At the line containing "pub fn decrement(&mut", begin repeating lines exactly, and stop only after the final line of the records below.

[The data]

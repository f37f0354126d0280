//! Fixed-width CPU register.
//!
//! The stored value is always masked to the register width. Stepping past the
//! top or below zero is refused with an error instead of wrapping, and the
//! value is left untouched.

use crate::error::{Error, Result};

#[derive(Debug, Clone, Copy, PartialEq, Eq)]
pub enum Width {
    Eight,
    Sixteen,
}

impl Width {
    pub fn bits(self) -> u8 {
        match self {
            Width::Eight => 8,
            Width::Sixteen => 16,
        }
    }

    fn mask(self) -> u16 {
        match self {
            Width::Eight => 0x00FF,
            Width::Sixteen => 0xFFFF,
        }
    }
}

#[derive(Debug, Clone, Copy, PartialEq, Eq)]
pub struct Register {
    width: Width,
    value: u16,
}

impl Register {
    pub const fn new8() -> Self {
        Self {
            width: Width::Eight,
            value: 0,
        }
    }

    pub const fn new16() -> Self {
        Self {
            width: Width::Sixteen,
            value: 0,
        }
    }

    pub fn width(&self) -> Width {
        self.width
    }

    pub fn get(&self) -> u16 {
        self.value & self.width.mask()
    }

    /// Low byte of the register.
    pub fn byte(&self) -> u8 {
        (self.value & 0xFF) as u8
    }

    pub fn high(&self) -> u8 {
        (self.get() >> 8) as u8
    }

    pub fn set(&mut self, value: u16) {
        self.value = value & self.width.mask();
    }

    pub fn increment(&mut self, by: u16) -> Result<()> {
        match self.value.checked_add(by) {
            Some(next) if next <= self.width.mask() => {
                self.value = next;
                Ok(())
            }
            _ => Err(Error::RegisterOverflow {
                width: self.width.bits(),
                value: self.value,
                by,
            }),
        }
    }

    pub fn decrement(&mut self, by: u16) -> Result<()> {
        match self.value.checked_sub(by) {
            Some(next) => {
                self.value = next;
                Ok(())
            }
            None => Err(Error::RegisterUnderflow {
                width: self.width.bits(),
                value: self.value,
                by,
            }),
        }
    }
}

[/The data]

### [Solved problem]
    pub fn decrement(&mut self, by: u16) -> Result<()> {
        match self.value.checked_sub(by) {
            Some(next) => {
                self.value = next;
                Ok(())
            }
            None => Err(Error::RegisterUnderflow {
                width: self.width.bits(),
                value: self.value,
                by,
            }),
        }
    }
}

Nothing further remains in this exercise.